If I’m traveling through on the highway and I have to pee, I’ll just keep hopping up and down until I’m somewhere else. Not Massachusetts or New York, of course. I probably won’t find relief until Pennsylvania, but that’s okay. Whatever pain and embarrassment I suffer will be better than shame I’d feel spending time in a place that so brazenly spat upon the Bill of Rights.

So far, tens of thousands have refused to comply with the demands of their Connecticut lawmakers. You might be tempted to shake your head and frown and say “tsk, tsk” at this shocking display of lawlessness, but I would suggest that you reconsider. After all, if government do-gooders can so carelessly disregard one right, what right will they come for next? Free speech? Speedy trials? Protection from cruel and unusual punishment?

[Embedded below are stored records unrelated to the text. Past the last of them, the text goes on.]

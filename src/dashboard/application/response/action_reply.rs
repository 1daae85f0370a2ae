use serde::Deserialize;

/// Success body of any mutating endpoint.
///
/// The backend answers `{"status": "..."}` plus endpoint-specific extras.
#[derive(Debug, Clone, Default, PartialEq, Deserialize)]
pub struct ActionReply {
    #[serde(default)]
    pub status: Option<String>,
    #[serde(flatten)]
    pub extra: serde_json::Map<String, serde_json::Value>,
}

/// Error body of a non-2xx response.
#[derive(Debug, Clone, Default, Deserialize)]
pub(crate) struct ErrorBody {
    #[serde(default)]
    pub detail: Option<serde_json::Value>,
}

impl ErrorBody {
    /// Renders `detail` for display: strings verbatim, anything else
    /// (e.g. validation error arrays) as compact JSON.
    pub fn detail_text(&self) -> Option<String> {
        match &self.detail {
            None | Some(serde_json::Value::Null) => None,
            Some(serde_json::Value::String(s)) => Some(s.clone()),
            Some(other) => Some(other.to_string()),
        }
    }
}

#[cfg(test)]
mod tests {
    use super::*;

    #[test]
    fn test_action_reply_keeps_extras() {
        let reply: ActionReply = serde_json::from_value(serde_json::json!({
            "status": "LLM instance started",
            "internal_port": 1338
        }))
        .unwrap();
        assert_eq!(reply.status.as_deref(), Some("LLM instance started"));
        assert_eq!(reply.extra["internal_port"], 1338);
    }

    #[test]
    fn test_error_body_detail_text() {
        let body: ErrorBody = serde_json::from_str(r#"{"detail": "bad format"}"#).unwrap();
        assert_eq!(body.detail_text().as_deref(), Some("bad format"));

        let body: ErrorBody =
            serde_json::from_str(r#"{"detail": [{"loc": ["body"], "msg": "field required"}]}"#)
                .unwrap();
        assert!(body.detail_text().unwrap().contains("field required"));

        let body: ErrorBody = serde_json::from_str(r#"{"error": "x"}"#).unwrap();
        assert!(body.detail_text().is_none());
    }
}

If the citizens of Connecticut submit and obey, other states will see that as a sign that the rights of people CAN be trampled. And oh, what mischief will follow.

You want to say it can never happen, but Connecticut is proof that it can. You give them an inch, they’ll take a mile.

If we don’t cherish our rights — even the ones we’re not presently exercising — there’s a chance they will all be pilfered away, one by one.

This isn’t gun control; it’s people control. Submit and obey — or else. And all of that over a class of rifles that bad guys almost never use at all.

“They who would give up essential Liberty, to purchase a little temporary safety,” said the wise and wily Ben Franklin, “deserve neither liberty nor safety.”

Especially when that safety is an illusion.